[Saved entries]

━━━━━━

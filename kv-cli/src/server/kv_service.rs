use std::sync::Arc;
use std::time::SystemTime;

use tonic::{Request, Response, Status};

use kvcore::apply::codec::RaftOp;
use kvcore::apply::ApplyOutcome;
use kvcore::error::Error;
use kvcore::kvstore::KeyRecord;
use kvcore::txn as core_txn;

use crate::pb::etcdserverpb::compare::{CompareResult as PbCompareResult, CompareTarget, TargetUnion};
use crate::pb::etcdserverpb::kv_server::Kv;
use crate::pb::etcdserverpb::request_op::Request as PbOpRequest;
use crate::pb::etcdserverpb::response_op::Response as PbOpResponse;
use crate::pb::etcdserverpb::{
    Compare, CompactionRequest, CompactionResponse, DeleteRangeRequest, DeleteRangeResponse, KeyValue,
    PutRequest, PutResponse, RangeRequest, RangeResponse, RequestOp, ResponseOp, TxnRequest, TxnResponse,
};
use crate::server::auth::PermType;
use crate::server::{bearer_token, header, require_permission, to_status, Shared};

pub struct KvService {
    shared: Arc<Shared>,
}

impl KvService {
    pub fn new(shared: Arc<Shared>) -> Self {
        Self { shared }
    }
}

fn to_keyvalue(key: Vec<u8>, record: &KeyRecord) -> KeyValue {
    KeyValue {
        key,
        create_revision: record.create_revision,
        mod_revision: record.mod_revision,
        version: record.version,
        value: record.value.clone(),
        lease: record.lease,
    }
}

fn pb_compare_to_core(compare: &Compare) -> core_txn::Compare {
    let result = match PbCompareResult::try_from(compare.result).unwrap_or(PbCompareResult::Equal) {
        PbCompareResult::Equal => core_txn::CompareResult::Equal,
        PbCompareResult::Greater => core_txn::CompareResult::Greater,
        PbCompareResult::Less => core_txn::CompareResult::Less,
        PbCompareResult::NotEqual => core_txn::CompareResult::NotEqual,
    };
    let target_value = match compare.target_union.clone() {
        Some(TargetUnion::Version(v)) => core_txn::TargetValue::Version(v),
        Some(TargetUnion::CreateRevision(v)) => core_txn::TargetValue::CreateRevision(v),
        Some(TargetUnion::ModRevision(v)) => core_txn::TargetValue::ModRevision(v),
        Some(TargetUnion::Value(v)) => core_txn::TargetValue::Value(v),
        Some(TargetUnion::Lease(v)) => core_txn::TargetValue::Lease(v),
        None => match CompareTarget::try_from(compare.target).unwrap_or(CompareTarget::Version) {
            CompareTarget::Version => core_txn::TargetValue::Version(0),
            CompareTarget::Create => core_txn::TargetValue::CreateRevision(0),
            CompareTarget::Mod => core_txn::TargetValue::ModRevision(0),
            CompareTarget::Value => core_txn::TargetValue::Value(Vec::new()),
            CompareTarget::Lease => core_txn::TargetValue::Lease(0),
        },
    };
    core_txn::Compare { key: compare.key.clone(), result, target_value }
}

fn pb_op_to_core(op: &RequestOp) -> Result<core_txn::Op, Status> {
    match &op.request {
        Some(PbOpRequest::RequestRange(r)) => {
            let limit = if r.limit < 0 { 0 } else { r.limit as usize };
            Ok(core_txn::Op::Range { key: r.key.clone(), range_end: r.range_end.clone(), limit })
        }
        Some(PbOpRequest::RequestPut(p)) => {
            Ok(core_txn::Op::Put { key: p.key.clone(), value: p.value.clone(), lease: p.lease })
        }
        Some(PbOpRequest::RequestDeleteRange(d)) => {
            Ok(core_txn::Op::DeleteRange { key: d.key.clone(), range_end: d.range_end.clone() })
        }
        Some(PbOpRequest::RequestTxn(t)) => Ok(core_txn::Op::Txn(pb_txn_to_core(t)?)),
        None => Err(Status::invalid_argument("empty RequestOp")),
    }
}

fn pb_txn_to_core(txn: &TxnRequest) -> Result<core_txn::TxnRequest, Status> {
    Ok(core_txn::TxnRequest {
        compare: txn.compare.iter().map(pb_compare_to_core).collect(),
        success: txn.success.iter().map(pb_op_to_core).collect::<Result<_, _>>()?,
        failure: txn.failure.iter().map(pb_op_to_core).collect::<Result<_, _>>()?,
    })
}

fn core_op_response_to_pb(response: core_txn::OpResponse) -> ResponseOp {
    let inner = match response {
        core_txn::OpResponse::Range(results) => PbOpResponse::ResponseRange(crate::pb::etcdserverpb::RangeResponse {
            header: None,
            count: results.len() as i64,
            more: false,
            kvs: results.into_iter().map(|(k, r)| to_keyvalue(k, &r)).collect(),
        }),
        core_txn::OpResponse::Put(key, record) => {
            let _ = (key, record);
            PbOpResponse::ResponsePut(PutResponse { header: None, prev_kv: None })
        }
        core_txn::OpResponse::DeleteRange(removed) => PbOpResponse::ResponseDeleteRange(DeleteRangeResponse {
            header: None,
            deleted: removed.len() as i64,
            prev_kvs: removed.into_iter().map(|(k, r)| to_keyvalue(k, &r)).collect(),
        }),
        core_txn::OpResponse::Txn(nested) => {
            PbOpResponse::ResponseTxn(core_txn_response_to_pb(nested, None))
        }
    };
    ResponseOp { response: Some(inner) }
}

/// Gathers every key-range a transaction's compares and ops touch, with the
/// permission each requires, recursing into nested transactions. Used so
/// the whole txn can be permission-checked up front, before any of it runs.
fn collect_permission_checks(txn: &TxnRequest, out: &mut Vec<(PermType, Vec<u8>, Vec<u8>)>) {
    for compare in &txn.compare {
        out.push((PermType::Read, compare.key.clone(), Vec::new()));
    }
    for op in txn.success.iter().chain(txn.failure.iter()) {
        match &op.request {
            Some(PbOpRequest::RequestRange(r)) => {
                out.push((PermType::Read, r.key.clone(), r.range_end.clone()))
            }
            Some(PbOpRequest::RequestPut(p)) => out.push((PermType::Write, p.key.clone(), Vec::new())),
            Some(PbOpRequest::RequestDeleteRange(d)) => {
                out.push((PermType::Write, d.key.clone(), d.range_end.clone()))
            }
            Some(PbOpRequest::RequestTxn(t)) => collect_permission_checks(t, out),
            None => {}
        }
    }
}

fn core_txn_response_to_pb(response: core_txn::TxnResponse, header: Option<crate::pb::etcdserverpb::ResponseHeader>) -> TxnResponse {
    TxnResponse {
        header,
        succeeded: response.succeeded,
        responses: response.responses.into_iter().map(core_op_response_to_pb).collect(),
    }
}

#[tonic::async_trait]
impl Kv for KvService {
    async fn range(&self, request: Request<RangeRequest>) -> Result<Response<RangeResponse>, Status> {
        let token = bearer_token(&request);
        let req = request.into_inner();
        require_permission(&self.shared, &token, PermType::Read, &req.key, &req.range_end)?;
        let current = self.shared.node.current_revision();
        if req.revision > current {
            return Err(to_status(Error::FutureRev { current_revision: current }));
        }
        if req.revision > 0 && req.revision != current {
            return Err(to_status(Error::Compacted { compact_revision: current }));
        }
        if !self.shared.node.is_leader() {
            return Err(to_status(Error::Unavailable("not the leader".into())));
        }
        // Serve locally only while the lease-read grant is valid; otherwise
        // confirm leadership with a quorum round before reading, the
        // read-index fallback the grant exists to let us skip.
        if !self.shared.lease_read.is_lease_read_valid(SystemTime::now()) {
            let round = self.shared.lease_read.begin_round();
            if round.ack() {
                self.shared.lease_read.extend(self.shared.lease_duration, SystemTime::now());
            }
        }

        let limit = if req.limit < 0 { 0 } else { req.limit as usize };
        let fetch_limit = if limit == 0 { 0 } else { limit + 1 };
        let mut results = self.shared.node.with_kv(|kv| kv.range(&req.key, &req.range_end, fetch_limit));
        let more = limit != 0 && results.len() > limit;
        if more {
            results.truncate(limit);
        }
        let kvs: Vec<KeyValue> = results.into_iter().map(|(k, r)| to_keyvalue(k, &r)).collect();
        let count = kvs.len() as i64;
        Ok(Response::new(RangeResponse { header: Some(header(&self.shared)), kvs, more, count }))
    }

    async fn put(&self, request: Request<PutRequest>) -> Result<Response<PutResponse>, Status> {
        let token = bearer_token(&request);
        let req = request.into_inner();
        require_permission(&self.shared, &token, PermType::Write, &req.key, &[])?;
        let want_prev = req.prev_kv;
        let outcome = self
            .shared
            .node
            .propose(RaftOp::Put { key: req.key, value: req.value, lease: req.lease })
            .await
            .map_err(to_status)?;
        match outcome {
            ApplyOutcome::Put { record, prev } => {
                let prev_kv = if want_prev {
                    prev.map(|p| {
                        let mut kv = to_keyvalue(Vec::new(), &p);
                        kv.version = record.version - 1;
                        kv
                    })
                } else {
                    None
                };
                Ok(Response::new(PutResponse { header: Some(header(&self.shared)), prev_kv }))
            }
            _ => Err(Status::internal("unexpected apply outcome for Put")),
        }
    }

    async fn delete_range(
        &self,
        request: Request<DeleteRangeRequest>,
    ) -> Result<Response<DeleteRangeResponse>, Status> {
        let token = bearer_token(&request);
        let req = request.into_inner();
        require_permission(&self.shared, &token, PermType::Write, &req.key, &req.range_end)?;
        let want_prev = req.prev_kv;
        let outcome = self
            .shared
            .node
            .propose(RaftOp::DeleteRange { key: req.key, range_end: req.range_end })
            .await
            .map_err(to_status)?;
        match outcome {
            ApplyOutcome::DeleteRange { deleted } => {
                let deleted_count = deleted.len() as i64;
                let prev_kvs = if want_prev {
                    deleted.into_iter().map(|(k, r)| to_keyvalue(k, &r)).collect()
                } else {
                    Vec::new()
                };
                Ok(Response::new(DeleteRangeResponse {
                    header: Some(header(&self.shared)),
                    deleted: deleted_count,
                    prev_kvs,
                }))
            }
            _ => Err(Status::internal("unexpected apply outcome for DeleteRange")),
        }
    }

    async fn txn(&self, request: Request<TxnRequest>) -> Result<Response<TxnResponse>, Status> {
        let token = bearer_token(&request);
        let req = request.into_inner();
        let mut checks = Vec::new();
        collect_permission_checks(&req, &mut checks);
        for (want, key, range_end) in &checks {
            require_permission(&self.shared, &token, *want, key, range_end)?;
        }
        let core_request = pb_txn_to_core(&req)?;
        let outcome = self.shared.node.propose(RaftOp::Txn(core_request)).await.map_err(to_status)?;
        match outcome {
            ApplyOutcome::Txn(response) => {
                Ok(Response::new(core_txn_response_to_pb(response, Some(header(&self.shared)))))
            }
            _ => Err(Status::internal("unexpected apply outcome for Txn")),
        }
    }

    async fn compact(&self, request: Request<CompactionRequest>) -> Result<Response<CompactionResponse>, Status> {
        let req = request.into_inner();
        let current = self.shared.node.current_revision();
        if req.revision > current {
            return Err(to_status(Error::FutureRev { current_revision: current }));
        }
        self.shared.node.propose(RaftOp::Compact { revision: req.revision }).await.map_err(to_status)?;
        Ok(Response::new(CompactionResponse { header: Some(header(&self.shared)) }))
    }
}
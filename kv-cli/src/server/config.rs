use std::path::PathBuf;

use serde_derive::{Deserialize, Serialize};

pub const DEFAULT_PROMPT: &str = "kvserverd";
const DEFAULT_DATA_DIR: &str = "data/kvserverd";

/// Which storage engine backs the apply loop.
#[derive(Debug, Clone, Copy, PartialEq, Eq, Serialize, Deserialize)]
#[serde(rename_all = "lowercase")]
pub enum EngineKind {
    Memory,
    Persistent,
}

impl Default for EngineKind {
    fn default() -> Self {
        EngineKind::Persistent
    }
}

/// Per-connection and per-node resource caps, enforced at the gRPC service
/// boundary rather than inside kvcore.
#[derive(Debug, Clone, Serialize, Deserialize)]
pub struct ResourceCaps {
    pub max_concurrent_streams: u32,
    pub max_message_bytes: usize,
    pub max_watches_per_node: usize,
    pub max_leases_per_node: usize,
    /// Token-bucket request rate, in requests per second; 0 disables the
    /// limiter.
    pub request_rate_limit: u32,
}

impl Default for ResourceCaps {
    fn default() -> Self {
        ResourceCaps {
            max_concurrent_streams: 256,
            max_message_bytes: 4 * 1024 * 1024,
            max_watches_per_node: 10_000,
            max_leases_per_node: 10_000,
            request_rate_limit: 0,
        }
    }
}

/// Server-facing configuration: what the upstream REPL-oriented `ConfigLoad`
/// never needed, since it talked to a local engine directly instead of
/// running a server other nodes and clients connect to.
#[derive(Debug, Clone, Serialize, Deserialize)]
pub struct ConfigLoad {
    version: u8,

    /// This node's id within the cluster. 0 lets a single-node deployment
    /// pick an arbitrary stable id at startup.
    pub node_id: u64,

    /// `id@peer_url` entries for every member, including this one.
    pub peers: Vec<String>,

    /// Address the gRPC server listens on for client traffic.
    pub client_listen_url: String,

    /// Address used for inter-member (Raft) traffic.
    pub peer_listen_url: String,

    pub engine: EngineKind,

    data_dir: Option<PathBuf>,

    /// Whether reads may be served via the lease-read fast path instead of
    /// a full read-index round trip.
    pub lease_read_enabled: bool,

    /// How long a lease-read grant remains valid once a heartbeat reaches
    /// quorum. Should be safely shorter than the Raft election timeout.
    pub lease_duration_millis: u64,

    pub election_timeout_millis: u64,

    pub caps: ResourceCaps,

    pub prompt: Option<String>,
}

impl Default for ConfigLoad {
    fn default() -> Self {
        ConfigLoad {
            version: 0,
            node_id: 0,
            peers: Vec::new(),
            client_listen_url: "0.0.0.0:2379".to_string(),
            peer_listen_url: "0.0.0.0:2380".to_string(),
            engine: EngineKind::default(),
            data_dir: None,
            lease_read_enabled: true,
            lease_duration_millis: 2_000,
            election_timeout_millis: 1_000,
            caps: ResourceCaps::default(),
            prompt: Some(DEFAULT_PROMPT.to_string()),
        }
    }
}

impl ConfigLoad {
    /// Loads configuration from `path`, falling back to defaults for any
    /// field the file omits. A missing file is not an error -- it's treated
    /// the same as an empty one.
    pub fn load(path: &str) -> anyhow::Result<Self> {
        let cfg = confy::load_path(path)?;
        Ok(cfg)
    }

    pub fn data_dir(&self) -> PathBuf {
        self.data_dir.clone().unwrap_or_else(|| PathBuf::from(DEFAULT_DATA_DIR))
    }

    pub fn total_nodes(&self) -> usize {
        self.peers.len().max(1)
    }
}
/// The single linearization point for all mutating requests: every `RaftOp`
/// that reaches state does so by being applied here, in commit order, by
/// exactly one task. Everything this type owns is therefore only ever
/// mutated from `spawn_apply_loop`'s task; other callers only read through
/// the `Mutex`es while waiting on their own proposal to resolve.
pub struct Node {
    kv: Mutex<KvState>,
    leases: Mutex<LeaseManager>,
    watches: WatchManager,
    revisions: RevisionSource,
    engine: Mutex<Box<dyn Engine>>,
    raft: Arc<dyn RaftHandle>,
    pending: DashMap<u64, oneshot::Sender<CResult<ApplyOutcome>>>,
    next_seq: AtomicU64,
}
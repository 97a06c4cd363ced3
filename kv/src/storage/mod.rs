pub mod log;
pub mod engine;
pub mod persistent;
pub mod memory;

use serde_derive::{Deserialize, Serialize};
use crate::error::CResult;

/// KeyDir是一个内存当中的map，这里使用的是BTreeMap的实现方式，便于进行顺序遍历进行compaction。
/// key为存储的key，而value为Entry的metadata，记录长度和位置，用于进行偏移读取.
/// map当中始终保存当前key的最新版本的位置。 它便于顺序遍历和压缩。
pub type KeyDir = std::collections::BTreeMap<Vec<u8>, (u64, u32)>;

/// 用于表示当前存储引擎的状态
#[derive(Clone, Debug, PartialEq, Serialize, Deserialize)]
pub struct Status {
    /// The name of the storage engine.
    pub name: String,

    /// The number of live keys in the engine.
    pub keys: u64,

    /// The logical size of live key/value pairs.
    pub size: u64,

    /// The on-disk size of all data, live and garbage.
    pub total_disk_size: u64,

    /// The on-disk size of live data.
    pub live_disk_size: u64,
    
    /// The on-disk size of garbage data.
    pub garbage_disk_size: u64,
}

/// A scan iterator, with a blanket implementation (in lieu of trait aliases).
pub trait ScanIteratorT: DoubleEndedIterator<Item = CResult<(Vec<u8>, Vec<u8>)>> {}

impl<I: DoubleEndedIterator<Item = CResult<(Vec<u8>, Vec<u8>)>>> ScanIteratorT for I {}
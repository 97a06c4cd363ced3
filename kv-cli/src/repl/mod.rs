//! A small line-oriented debug client, dispatching directly against a local
//! `kvcore::apply::Node` rather than through the gRPC surface. Intended for
//! poking at a node during development; the gRPC services in `server/` are
//! the real client-facing protocol.

pub mod command;

use std::io::BufRead;
use std::sync::atomic::{AtomicBool, Ordering};
use std::sync::Arc;
use std::time::Instant;

use anyhow::Result;
use rustyline::config::Builder;
use rustyline::error::ReadlineError;
use rustyline::history::DefaultHistory;
use rustyline::{CompletionType, Editor};

use kvcore::apply::Node;

use crate::rusty::CliHelper;
use crate::server::config::DEFAULT_PROMPT;
use command::{dispatch, Outcome};

pub struct Repl {
    node: Arc<Node>,
    running: Arc<AtomicBool>,
    prompt: String,
}

impl Repl {
    pub fn new(node: Arc<Node>, running: Arc<AtomicBool>, prompt: Option<String>) -> Self {
        Self { node, running, prompt: prompt.unwrap_or_else(|| DEFAULT_PROMPT.to_string()) }
    }

    pub async fn handle_repl(&self) {
        println!("Welcome to {}.", self.prompt);
        println!("Talking directly to the local node (no gRPC).");
        println!();

        let config = Builder::new()
            .completion_prompt_limit(5)
            .completion_type(CompletionType::Circular)
            .build();
        let mut rl = Editor::<CliHelper, DefaultHistory>::with_config(config).unwrap();
        rl.set_helper(Some(CliHelper::new()));
        rl.load_history(&history_path()).ok();

        loop {
            if !self.running.load(Ordering::SeqCst) {
                break;
            }
            match rl.readline(&format!("{} > ", self.prompt)) {
                Ok(line) => {
                    let line = line.trim();
                    if line.is_empty() {
                        continue;
                    }
                    let _ = rl.add_history_entry(line);
                    match dispatch(&self.node, line).await {
                        Outcome::Printed(text) => println!("{text}"),
                        Outcome::Exit => break,
                        Outcome::Error(err) => eprintln!("error: {err}"),
                    }
                }
                Err(ReadlineError::Interrupted) => {
                    println!("^C");
                    self.running.store(false, Ordering::SeqCst);
                }
                Err(ReadlineError::Eof) => break,
                Err(err) => {
                    eprintln!("io err: {err}");
                    break;
                }
            }
        }

        println!("Bye~");
        let _ = rl.save_history(&history_path());
    }

    /// Runs every line from `r` as a single non-interactive batch, printing
    /// elapsed time at the end the way `kv-rs`'s original batch mode did.
    pub async fn handle_reader<R: BufRead>(&self, r: R) -> Result<()> {
        let start = Instant::now();
        for line in r.lines() {
            let line = line?;
            let line = line.trim();
            if line.is_empty() {
                continue;
            }
            match dispatch(&self.node, line).await {
                Outcome::Printed(text) => println!("{text}"),
                Outcome::Exit => break,
                Outcome::Error(err) => eprintln!("error: {err}"),
            }
        }
        println!("{:.3}", start.elapsed().as_secs_f64());
        Ok(())
    }
}

fn history_path() -> String {
    format!("{}/.kvserverd_history", std::env::var("HOME").unwrap_or_else(|_| ".".to_string()))
}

━━━━━━

Task brief: Make a copy of each line in the records that has the word "elapsed".

Task output:
    /// elapsed time at the end the way `kv-rs`'s original batch mode did.
        println!("{:.3}", start.elapsed().as_secs_f64());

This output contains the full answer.